PROBLEM STATEMENT: Transcribe word for word the lines spanning the line with "let n = source.read_at_most_to(&mut" through the end of the records.
"""
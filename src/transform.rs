// Copyright 2023 Strixpyrr
//
// Licensed under the Apache License, Version 2.0 (the "License");
// you may not use this file except in compliance with the License.
// You may obtain a copy of the License at
//
//     http://www.apache.org/licenses/LICENSE-2.0
//
// Unless required by applicable law or agreed to in writing, software
// distributed under the License is distributed on an "AS IS" BASIS,
// WITHOUT WARRANTIES OR CONDITIONS OF ANY KIND, either express or implied.
// See the License for the specific language governing permissions and
// limitations under the License.

//! Streaming transformation pipeline: the adapter that lets a codec written
//! against plain `&[u8]` windows (see [`crate::codec`]) sit between a
//! [`crate::Buffer`] and a [`crate::streams::RawSource`]/
//! [`crate::streams::RawSink`] without ever buffering a whole payload.

use crate::error::Result;
use crate::segment::SEGMENT_SIZE;
use crate::streams::{BufferedSink, BufferedSource, RawSink, RawSource};
use crate::Buffer;

/// The outcome of one transformation step.
#[derive(Debug)]
pub enum TransformResult {
	/// `consumed` bytes of input were consumed and `produced` bytes of output
	/// were written; more input may still be needed.
	Ok { consumed: usize, produced: usize },
	/// The transformation has produced its final output; no more input will
	/// be accepted.
	Done { consumed: usize, produced: usize },
	/// The output window was too small to make progress; call again with at
	/// least this many free bytes.
	OutputRequired(usize),
}

/// A streaming, byte-array-level transformation, e.g. a DEFLATE encoder.
///
/// Implementors never see a [`Buffer`] directly; [`TransformingSource`] and
/// [`TransformingSink`] are the only callers, and they always pass windows
/// sized to a single segment or smaller.
pub trait Transformation {
	/// Transforms as much of `input` as fits in `output`. Must not read past
	/// the end of `input`, or write past the end of `output`.
	fn transform(&mut self, input: &[u8], output: &mut [u8]) -> Result<TransformResult>;

	/// Called once all input has been consumed; flushes any output the
	/// transformation was holding internally (e.g. a trailer). May be called
	/// more than once if `output` was too small to finish in one call.
	fn finish(&mut self, output: &mut [u8]) -> Result<TransformResult>;
}

/// Applies a [`Transformation`] to bytes pulled from an upstream
/// [`RawSource`], exposing the transformed bytes as a [`RawSource`] in turn.
pub struct TransformingSource<S: RawSource, T: Transformation> {
	inner: BufferedSource<S>,
	transform: T,
	finished: bool,
}

impl<S: RawSource, T: Transformation> TransformingSource<S, T> {
	pub fn new(inner: S, transform: T) -> Self {
		Self { inner: BufferedSource::new(inner), transform, finished: false }
	}
}

impl<S: RawSource, T: Transformation> RawSource for TransformingSource<S, T> {
	fn read_at_most_to(&mut self, sink: &mut Buffer, byte_count: usize) -> Result<i64> {
		if self.finished {
			return Ok(-1);
		}

		let mut output = vec![0u8; byte_count.min(SEGMENT_SIZE).max(1)];
		let have_input = self.inner.request(1)?;

		let outcome = if have_input {
			let mut input = vec![0u8; self.inner.buffer().size().min(SEGMENT_SIZE)];
			let n = self.inner.buffer().read_into_slice(&mut input)?;
			let result = self.transform.transform(&input[..n], &mut output)?;
			if let TransformResult::OutputRequired(_) = result {
				self.inner.buffer().write_from_slice(&input[..n]);
			}
			result
		} else {
			self.transform.finish(&mut output)?
		};

		match outcome {
			TransformResult::Ok { produced, .. } => {
				if produced == 0 {
					return self.read_at_most_to(sink, byte_count);
				}
				sink.write_from_slice(&output[..produced]);
				Ok(produced as i64)
			}
			TransformResult::Done { produced, .. } => {
				self.finished = true;
				if produced == 0 {
					return Ok(-1);
				}
				sink.write_from_slice(&output[..produced]);
				Ok(produced as i64)
			}
			TransformResult::OutputRequired(needed) => {
				let mut bigger = vec![0u8; needed];
				let result = self.transform.finish(&mut bigger)?;
				match result {
					TransformResult::Ok { produced, .. } | TransformResult::Done { produced, .. } => {
						if matches!(result, TransformResult::Done { .. }) {
							self.finished = true;
						}
						if produced == 0 {
							return Ok(-1);
						}
						sink.write_from_slice(&bigger[..produced]);
						Ok(produced as i64)
					}
					TransformResult::OutputRequired(_) => Ok(0),
				}
			}
		}
	}
}

/// Applies a [`Transformation`] to bytes written by a caller, forwarding the
/// transformed bytes to a downstream [`RawSink`].
pub struct TransformingSink<S: RawSink, T: Transformation> {
	inner: BufferedSink<S>,
	transform: T,
	closed: bool,
}

impl<S: RawSink, T: Transformation> TransformingSink<S, T> {
	pub fn new(inner: S, transform: T) -> Self {
		Self { inner: BufferedSink::new(inner), transform, closed: false }
	}

	/// Finishes the transformation (flushing any trailer) and closes the
	/// sink it wraps. Idempotent.
	pub fn close(&mut self) -> Result {
		if self.closed {
			return Ok(());
		}
		self.closed = true;
		loop {
			let mut output = vec![0u8; SEGMENT_SIZE];
			match self.transform.finish(&mut output)? {
				TransformResult::Done { produced, .. } => {
					if produced > 0 {
						self.inner.write_from_slice(&output[..produced]);
					}
					break;
				}
				TransformResult::Ok { produced, .. } => {
					if produced > 0 {
						self.inner.write_from_slice(&output[..produced]);
					}
				}
				TransformResult::OutputRequired(needed) => {
					let mut bigger = vec![0u8; needed];
					if let TransformResult::Done { produced, .. } | TransformResult::Ok { produced, .. } =
						self.transform.finish(&mut bigger)?
					{
						if produced > 0 {
							self.inner.write_from_slice(&bigger[..produced]);
						}
					}
					break;
				}
			}
		}
		self.inner.close()
	}
}

impl<S: RawSink, T: Transformation> RawSink for TransformingSink<S, T> {
	fn write_from(&mut self, source: &mut Buffer, byte_count: usize) -> Result {
		let mut remaining = byte_count;
		while remaining > 0 {
			let chunk_len = remaining.min(SEGMENT_SIZE);
			let mut input = vec![0u8; chunk_len];
			let n = source.read_into_slice_exact(&mut input).map(|_| chunk_len)?;
			remaining -= n;

			let mut offset = 0;
			while offset < n {
				let mut output = vec![0u8; SEGMENT_SIZE];
				match self.transform.transform(&input[offset..n], &mut output)? {
					TransformResult::Ok { consumed, produced } | TransformResult::Done { consumed, produced } => {
						if produced > 0 {
							self.inner.write_from_slice(&output[..produced]);
						}
						offset += consumed.max(1).min(n - offset);
						if consumed == 0 && produced == 0 {
							break;
						}
					}
					TransformResult::OutputRequired(needed) => {
						let mut bigger = vec![0u8; needed];
						if let TransformResult::Ok { consumed, produced }
						| TransformResult::Done { consumed, produced } =
							self.transform.transform(&input[offset..n], &mut bigger)?
						{
							if produced > 0 {
								self.inner.write_from_slice(&bigger[..produced]);
							}
							offset += consumed.max(1).min(n - offset);
						}
					}
				}
			}
		}
		Ok(())
	}

	fn flush(&mut self) -> Result {
		self.inner.flush()
	}

	fn close(&mut self) -> Result {
		TransformingSink::close(self)
	}
}

impl<S: RawSink, T: Transformation> Drop for TransformingSink<S, T> {
	fn drop(&mut self) {
		let _ = self.close();
	}
}

#[cfg(test)]
mod tests {
	use super::*;
	use pretty_assertions::assert_eq;

	/// A transformation that uppercases ASCII letters, passing everything
	/// else through unchanged. Used only to exercise the adapter plumbing.
	struct Uppercase;

	impl Transformation for Uppercase {
		fn transform(&mut self, input: &[u8], output: &mut [u8]) -> Result<TransformResult> {
			let n = input.len().min(output.len());
			for i in 0..n {
				output[i] = input[i].to_ascii_uppercase();
			}
			Ok(TransformResult::Ok { consumed: n, produced: n })
		}

		fn finish(&mut self, _output: &mut [u8]) -> Result<TransformResult> {
			Ok(TransformResult::Done { consumed: 0, produced: 0 })
		}
	}

	#[test]
	fn transforming_source_applies_transform() {
		let data: &[u8] = b"hello";
		let mut source = TransformingSource::new(data, Uppercase);
		let mut out = Buffer::new();
		loop {
			let n = source.read_at_most_to(&mut out, 64).unwrap();
			if n == -1 {
				break;
			}
		}
		assert_eq!(out.snapshot().as_slice(), b"HELLO");
	}

	#[test]
	fn transforming_sink_applies_transform() {
		let mut written = Vec::new();
		{
			let sink = crate::streams::WriterSink::new(&mut written);
			let mut sink = TransformingSink::new(sink, Uppercase);
			let mut input = Buffer::new();
			input.write_from_slice(b"world");
			let n = input.size();
			sink.write_from(&mut input, n).unwrap();
			sink.close().unwrap();
		}
		assert_eq!(written, b"WORLD");
	}
}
"""
EXERCISE OUTPUT:
			let n = source.read_at_most_to(&mut out, 64).unwrap();
			if n == -1 {
				break;
			}
		}
		assert_eq!(out.snapshot().as_slice(), b"HELLO");
	}

	#[test]
	fn transforming_sink_applies_transform() {
		let mut written = Vec::new();
		{
			let sink = crate::streams::WriterSink::new(&mut written);
			let mut sink = TransformingSink::new(sink, Uppercase);
			let mut input = Buffer::new();
			input.write_from_slice(b"world");
			let n = input.size();
			sink.write_from(&mut input, n).unwrap();
			sink.close().unwrap();
		}
		assert_eq!(written, b"WORLD");
	}
}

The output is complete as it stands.